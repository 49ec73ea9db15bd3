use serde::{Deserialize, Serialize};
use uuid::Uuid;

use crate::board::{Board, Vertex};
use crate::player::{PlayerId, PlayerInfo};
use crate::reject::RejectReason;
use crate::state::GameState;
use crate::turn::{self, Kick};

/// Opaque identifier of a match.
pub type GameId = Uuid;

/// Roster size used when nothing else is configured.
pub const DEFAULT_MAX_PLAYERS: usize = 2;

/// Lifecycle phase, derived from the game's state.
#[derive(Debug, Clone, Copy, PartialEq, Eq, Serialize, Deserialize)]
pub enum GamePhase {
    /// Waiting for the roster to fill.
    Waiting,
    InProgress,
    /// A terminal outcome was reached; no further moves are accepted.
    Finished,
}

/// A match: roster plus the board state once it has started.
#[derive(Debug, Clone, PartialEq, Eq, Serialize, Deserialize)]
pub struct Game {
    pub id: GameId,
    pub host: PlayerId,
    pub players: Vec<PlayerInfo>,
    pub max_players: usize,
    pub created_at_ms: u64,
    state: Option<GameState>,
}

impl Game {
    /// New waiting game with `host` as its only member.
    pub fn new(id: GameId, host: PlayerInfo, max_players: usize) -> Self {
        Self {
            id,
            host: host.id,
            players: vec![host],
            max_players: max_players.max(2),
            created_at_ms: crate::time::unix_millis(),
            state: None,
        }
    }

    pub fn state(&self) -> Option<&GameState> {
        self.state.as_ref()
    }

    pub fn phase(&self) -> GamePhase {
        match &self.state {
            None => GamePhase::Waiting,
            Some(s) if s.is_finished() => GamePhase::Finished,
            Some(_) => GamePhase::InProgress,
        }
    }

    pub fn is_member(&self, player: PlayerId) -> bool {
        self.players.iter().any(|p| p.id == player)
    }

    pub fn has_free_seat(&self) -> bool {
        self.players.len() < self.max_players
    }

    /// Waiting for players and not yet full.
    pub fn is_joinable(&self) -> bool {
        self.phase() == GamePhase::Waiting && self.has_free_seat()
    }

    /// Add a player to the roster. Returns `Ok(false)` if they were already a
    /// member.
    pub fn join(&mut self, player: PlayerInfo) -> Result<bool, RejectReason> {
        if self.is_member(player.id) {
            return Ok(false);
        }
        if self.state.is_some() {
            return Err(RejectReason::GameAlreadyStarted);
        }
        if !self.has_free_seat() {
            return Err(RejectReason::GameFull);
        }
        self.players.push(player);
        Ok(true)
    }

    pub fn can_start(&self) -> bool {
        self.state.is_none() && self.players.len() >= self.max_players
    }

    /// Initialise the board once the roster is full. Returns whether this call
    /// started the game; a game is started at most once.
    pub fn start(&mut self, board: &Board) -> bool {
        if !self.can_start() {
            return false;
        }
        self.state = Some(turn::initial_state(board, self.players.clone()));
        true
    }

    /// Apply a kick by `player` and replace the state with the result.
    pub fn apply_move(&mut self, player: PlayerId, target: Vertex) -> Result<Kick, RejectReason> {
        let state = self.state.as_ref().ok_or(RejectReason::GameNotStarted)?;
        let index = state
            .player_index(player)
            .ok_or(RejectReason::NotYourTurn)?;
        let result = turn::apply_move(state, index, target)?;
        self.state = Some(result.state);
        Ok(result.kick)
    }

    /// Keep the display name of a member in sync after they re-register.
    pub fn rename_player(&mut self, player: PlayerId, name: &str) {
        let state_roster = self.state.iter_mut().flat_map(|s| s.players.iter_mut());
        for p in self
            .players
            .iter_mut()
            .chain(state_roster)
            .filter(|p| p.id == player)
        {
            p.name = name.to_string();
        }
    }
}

### Exercise prompt
From the records above, retype only the lines starting at the line that contains "at most once." and ending at the line that contains "let result = turn::apply_move(state, index, target)?;", both included.

### Written solution
    /// started the game; a game is started at most once.
    pub fn start(&mut self, board: &Board) -> bool {
        if !self.can_start() {
            return false;
        }
        self.state = Some(turn::initial_state(board, self.players.clone()));
        true
    }

    /// Apply a kick by `player` and replace the state with the result.
    pub fn apply_move(&mut self, player: PlayerId, target: Vertex) -> Result<Kick, RejectReason> {
        let state = self.state.as_ref().ok_or(RejectReason::GameNotStarted)?;
        let index = state
            .player_index(player)
            .ok_or(RejectReason::NotYourTurn)?;
        let result = turn::apply_move(state, index, target)?;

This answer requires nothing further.